Waktu itu pemerintah butuh cadangan beras ditambah, dan butuh pula pasar pesawat diserap. Meskipun merupakan kebijakan yang normal, tapi media massa waktu itu banyak menjadikannya olok-olok. Terutama Menristek Habibie, menjadi bulan-bulanan kebijakan yang sama-sama menguntungkan kedua negara itu. Tetapi ada pula usulan bagus, dari mantan rektor UGM prof Teuku Jacob. Pak Jacob mengusulkan agar pemerintah kita meminta pembayaran pesawat kita yang dibeli Thailand dengan beras premium yang diproduksi petani Thailand. Selain beras ketan bisa pula dibayar dengan merah dan beras hitam.
Beras impor kualitas premium itu dijual aja di pasar menengah atas jika bulog mau ambil untung. Atau di jual di pasar biasa, jika ingin memberi rakyat beras yang lebih baik. Dengan catatan keras tentu saja. Beras milik rakyat sendiri, sudah diserap bulog dan pemda-pemda dengan harga baik.
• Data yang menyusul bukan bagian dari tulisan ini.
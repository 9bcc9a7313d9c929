use std::sync::Arc;
use std::time::Duration;

use anyhow::{Context, Result};
use clap::Parser;
use tokio::sync::watch;
use tracing::info;

use zenwatch::config::AppConfig;
use zenwatch::notify::DiscordNotifier;
use zenwatch::scheduler::{PollScheduler, PollSettings};
use zenwatch::sources::{self, MercariAdapter, SourceAdapter, YahooAdapter};
use zenwatch::store::Database;
use zenwatch::translate::{GoogleTranslator, Translator};

#[derive(Parser)]
#[command(name = "zenwatch", about = "Watches ZenMarket listings and announces new items")]
struct Cli {
    /// SQLite database file location
    #[arg(long)]
    db_file: Option<String>,

    /// Enable debug logging
    #[arg(long)]
    debug: bool,
}

#[tokio::main]
async fn main() -> Result<()> {
    dotenvy::dotenv().ok();
    let cli = Cli::parse();

    let level = if cli.debug { "debug" } else { "info" };
    tracing_subscriber::fmt()
        .with_env_filter(
            tracing_subscriber::EnvFilter::from_default_env()
                .add_directive(format!("zenwatch={level}").parse()?),
        )
        .init();

    info!("Starting zenwatch...");

    let mut config = AppConfig::from_env().context("failed to load configuration")?;
    if let Some(db_file) = cli.db_file {
        config.database.url = format!("sqlite:{db_file}");
    }

    let token = config
        .discord
        .bot_token
        .clone()
        .context("discord bot token is not configured (set BOT_TOKEN)")?;

    let db = Database::connect(&config.database)
        .await
        .context("failed to open database")?;

    let client = reqwest::Client::builder()
        .timeout(Duration::from_secs(config.scheduler.fetch_timeout_secs))
        .user_agent(concat!("zenwatch/", env!("CARGO_PKG_VERSION")))
        .build()?;

    let mut adapters: Vec<Arc<dyn SourceAdapter>> = Vec::new();
    for source in &config.sources.enabled {
        match source.as_str() {
            sources::mercari::SOURCE_ID => {
                adapters.push(Arc::new(MercariAdapter::new(client.clone())))
            }
            sources::yahoo::SOURCE_ID => {
                adapters.push(Arc::new(YahooAdapter::new(client.clone())))
            }
            other => anyhow::bail!("unknown source in configuration: {other}"),
        }
    }

    let translator: Option<Arc<dyn Translator>> = if config.translation.enabled {
        let translate_client = reqwest::Client::builder()
            .timeout(Duration::from_secs(config.translation.timeout_secs))
            .build()?;
        Some(Arc::new(GoogleTranslator::new(
            translate_client,
            config.translation.source_lang.clone(),
            config.translation.target_lang.clone(),
        )))
    } else {
        None
    };

    let scheduler = Arc::new(PollScheduler::new(
        db.registry(),
        db.dedup(),
        adapters,
        Arc::new(DiscordNotifier::new(client, token)),
        translator,
        PollSettings {
            check_interval: Duration::from_secs(config.scheduler.check_interval_secs),
            fetch_timeout: Duration::from_secs(config.scheduler.fetch_timeout_secs),
            max_concurrent_fetches: config.scheduler.max_concurrent_fetches,
        },
    ));

    let (shutdown_tx, shutdown_rx) = watch::channel(false);
    let poller = tokio::spawn({
        let scheduler = Arc::clone(&scheduler);
        async move { scheduler.run(shutdown_rx).await }
    });

    tokio::signal::ctrl_c().await?;
    info!("Interrupt received, shutting down...");
    shutdown_tx.send(true).ok();
    poller.await?;

    Ok(())
}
Pemerintah Thailand, USA, Jepang dan negara manapun sebagaimana kita, membutuhkan keamanan dari gangguan politik, baik parlemen, media maupun jalanan. Dalam hal kepentingan petani, mereka akan mengusahakan petani sejahtara, terpenuhi kebutuhannya, karena jumlah suara mereka besar. Demikian juga dalam hal konsumen beras kota, mereka ingin mendapatkan beras murah. Seni memimpin dibutuhkan di sini.
Ada contoh menarik dari masa lalu, ketika terjadi perang dagang Jepang vs USA tahun 1980-90an. Jepang sedang jaya ekonominya. Situasi yang hampir sama dengan sekarang ketika Cina berhadapan dengan USA. Jepang dipaksa USA lewat WTO melalui issue keharusan fair trade dengan senjata kecil saja : beras.
Pemerintah Jepang dipaksa untuk mengimpor beras, meskipun tidak butuh, jika ingin produk-produknya seperti mobil dan elektronika, tidak mendapat gangguan embargo dari Amerika. Nilai dollar beras USA ke Jepang, kelihatannya tak cukup signifikan. Senjata Amerika bernama beras ini kelihatan sepele, tapi tujuannya jelas. Politik Jepang akan diacak-acak. Basis dukungan politik partai berkuasa Jepang LDP waktu itu, adalah petani produsen beras, dengan jumlah suara besar. Jika para petani kepentingannya terganggu, LDP sebagai partai penguasa akan bubar kehilangan dukungan petani. Saya mendapat cerita ini dari mas Nanang Pamuji dosen Fisipol UGM, yang waktu itu kuliah di Jepang.
Apa akal pemerintah Jepang waktu itu? Harga beras jepang waktu itu jika dirupiahkan sekitar Rp 40.000 per kilogram. Beras thailand, USA dll., hanya sekitar Rp 4.000. Meskipun dari sisi rasa tetap enak beras Jepang, tapi jika harga di pasaran jaraknya bumi langit, maka pastilah konsumen meninggalkan produk petani sendiri. Tapi kekhawatiran itu bisa diabaikan dengan sebuah rencana yang cerdas.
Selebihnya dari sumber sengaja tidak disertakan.